The Fostex-era tapes brought back visions of high school. My moped rode back into my brain, I could vividly picture Rich Erickson’s Marshall half-stack in Chris Churchill’s garage, I thought back painfully on how I could never master the timing of Warriors, by Thin Lizzy. I also remembered all the treacly songs I wrote and made Toby sing. He did his best, he really did, but to this day I’m amazed he did not write me off as a total loser.
When I heard the tapes from college, I could picture my old cedar closet/recording studio in which I kept my Tascam 38, console and bits of outboard gear. I could vividly remember my friends, my classes, my romantic successes and failures. I could remember the ski trips to all the cheap resorts, which had the best snow, the steepest runs and the worst lodges. In the lyrics I could hear my attempts to sound Important and in the music my interest in the Police, REM and Paul Simon, maybe even a touch of The Violent Femmes and certainly The Beatles.
Then there were the tapes from GIT/MI (Musicians Institute). I’ve been posting about the Kenny Loggins seminar (part 0, part 1, part 2 and part 3) but so much more happened. I remembered the night my roommate got arrested because we were playing our guitars too loud (the cops nabbed him while I was out moving my car). I remembered how a former college roommate had moved in with us for a few months and then moved out to go live on the beach and play Jim Morrison. I remembered Jake the Cat from the alley out back, just a kitten when he clawed on our front door and later full grown, older tom cat living the high life at my parents’ house in Portola Valley, CA, where I grew up. The drive from LA back to Northern California and the tule fog that lay over I-5 so thick I followed the white line on the left as I raced along at 50 mph or so (idiot).
The most recent cassettes held music I recorded on my ADAT around 1997-8. By that time I had returned to the States from my four years in Europe and was into my career as an advertising copywriter and my musical productivity had dropped quite a bit. Instead of anguishing over songs about my departure from Europe and the girl left behind and the loneliness mixed with hope I felt every minute of every day, I was torturing myself to come up with clever headlines and concepts. In fact, I remember this one bench near my apartment in Palo Alto, where I went once with a cigar and a small flask of some sort of dark alcohol, and I lay back on the bench, puffed out cigar smoke up through the trees and sort of imagined myself as David Ogilvy. It was all a distraction, but how could I have known that at the time?
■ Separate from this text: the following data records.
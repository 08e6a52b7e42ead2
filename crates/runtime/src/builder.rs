//! Program assembly
//!
//! [`ProgramBuilder`] owns the namespace while a program is put together and
//! hands it, with the syntax tree and any host natives, to the definition
//! pass. A parser front end uses [`ProgramBuilder::from_syntax`]; hosts and
//! tests usually build sentences directly:
//!
//! ```
//! use refal_core::{Pattern, Term};
//! use refal_runtime::{Expr, ProgramBuilder, Sentence};
//!
//! let mut builder = ProgramBuilder::new();
//! // Rev { s.1 e.2 = <Rev e.2> s.1; = ; }
//! let rev = builder.name("Rev");
//! builder.function(
//!     "Rev",
//!     vec![
//!         Sentence::new(
//!             Pattern::new().s("1").e("2"),
//!             Expr::new().call(rev, Expr::new().e("2")).s("1"),
//!         ),
//!         Sentence::new(Pattern::new(), Expr::new()),
//!     ],
//! );
//! builder.function("Go", vec![Sentence::new(Pattern::new(), Expr::new())]);
//!
//! let program = builder.load().unwrap();
//! let mut io = refal_runtime::BufferIo::new();
//! let reversed = program.call("Rev", Term::from_chars("abc"), &mut io).unwrap();
//! assert_eq!(reversed, Term::from_chars("cba"));
//! ```

use crate::ast::{ExternDecl, FunctionDef, Item, Sentence, SourceLocation, SyntaxProgram};
use crate::config::RuntimeConfig;
use crate::define::define;
use crate::error::Result;
use crate::eval::Evaluator;
use crate::function::NativeFn;
use crate::program::Program;
use refal_core::{Name, Namespace, Term};
use std::sync::Arc;

#[derive(Default)]
pub struct ProgramBuilder {
    namespace: Namespace,
    syntax: SyntaxProgram,
    natives: Vec<(Name, NativeFn)>,
}

impl ProgramBuilder {
    pub fn new() -> Self {
        ProgramBuilder::default()
    }

    /// Continue from a tree produced by a front end with `namespace`.
    pub fn from_syntax(namespace: Namespace, syntax: SyntaxProgram) -> Self {
        ProgramBuilder {
            namespace,
            syntax,
            natives: Vec::new(),
        }
    }

    /// Handle for a function name, for use in [`crate::Expr::call`].
    pub fn name(&mut self, text: &str) -> Name {
        self.namespace.intern(text)
    }

    /// Add a function defined by sentences.
    pub fn function(&mut self, name: &str, sentences: Vec<Sentence>) -> &mut Self {
        self.push_function(name, sentences, None)
    }

    pub fn function_at(
        &mut self,
        name: &str,
        sentences: Vec<Sentence>,
        source: SourceLocation,
    ) -> &mut Self {
        self.push_function(name, sentences, Some(source))
    }

    fn push_function(
        &mut self,
        name: &str,
        sentences: Vec<Sentence>,
        source: Option<SourceLocation>,
    ) -> &mut Self {
        let name = self.namespace.intern(name);
        self.syntax.items.push(Item::Function(FunctionDef {
            name,
            sentences,
            source,
        }));
        self
    }

    /// Declare functions the program expects from outside (`$EXTERN`).
    pub fn external(&mut self, names: &[&str]) -> &mut Self {
        let names = names.iter().map(|n| self.namespace.intern(n)).collect();
        self.syntax.items.push(Item::Extern(ExternDecl {
            names,
            source: None,
        }));
        self
    }

    /// Supply a natively implemented function.
    pub fn define_native<F>(&mut self, name: &str, native: F) -> &mut Self
    where
        F: Fn(&mut Evaluator<'_>, Term) -> Result<Term> + Send + Sync + 'static,
    {
        let name = self.namespace.intern(name);
        self.natives.push((name, Arc::new(native)));
        self
    }

    pub fn namespace(&self) -> &Namespace {
        &self.namespace
    }

    pub fn syntax(&self) -> &SyntaxProgram {
        &self.syntax
    }

    /// Define every function with the default configuration.
    pub fn load(self) -> Result<Program> {
        self.load_with(RuntimeConfig::default())
    }

    pub fn load_with(self, config: RuntimeConfig) -> Result<Program> {
        define(self.namespace, self.syntax, self.natives, config)
    }
}

#[cfg(test)]
mod tests {
    use super::*;
    use crate::ast::Expr;
    use refal_core::Pattern;

    #[test]
    fn test_names_are_shared_with_syntax() {
        let mut b = ProgramBuilder::new();
        let f = b.name("F");
        b.function("F", vec![Sentence::new(Pattern::new(), Expr::new())]);
        let def = b.syntax().functions().next().unwrap();
        assert_eq!(def.name, f);
        assert_eq!(b.namespace().resolve(f), "F");
    }

    #[test]
    fn test_from_syntax_keeps_source_locations() {
        let mut ns = Namespace::new();
        let go = ns.intern("Go");
        let syntax = SyntaxProgram {
            items: vec![Item::Function(FunctionDef {
                name: go,
                sentences: vec![Sentence::new(Pattern::new(), Expr::new())],
                source: Some(SourceLocation::new("main.ref".into(), 2)),
            })],
        };
        let program = ProgramBuilder::from_syntax(ns, syntax).load().unwrap();
        let entry = program.function(program.entry_point()).unwrap();
        assert_eq!(entry.source.as_ref().map(|s| s.line), Some(2));
    }
}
But it’s not just the songs on those old cassettes that recreate the past in my mind. All my songs do, every song I’ve ever written. When I listen to them, old images, words and sounds well up from the bottom of my brain and form an amazingly complete and accurate (I think!) memory. Perhaps not quite like a SQUID can produce, but pretty good. And so, in a way, I do keep a journal, just a slightly unorthodox one.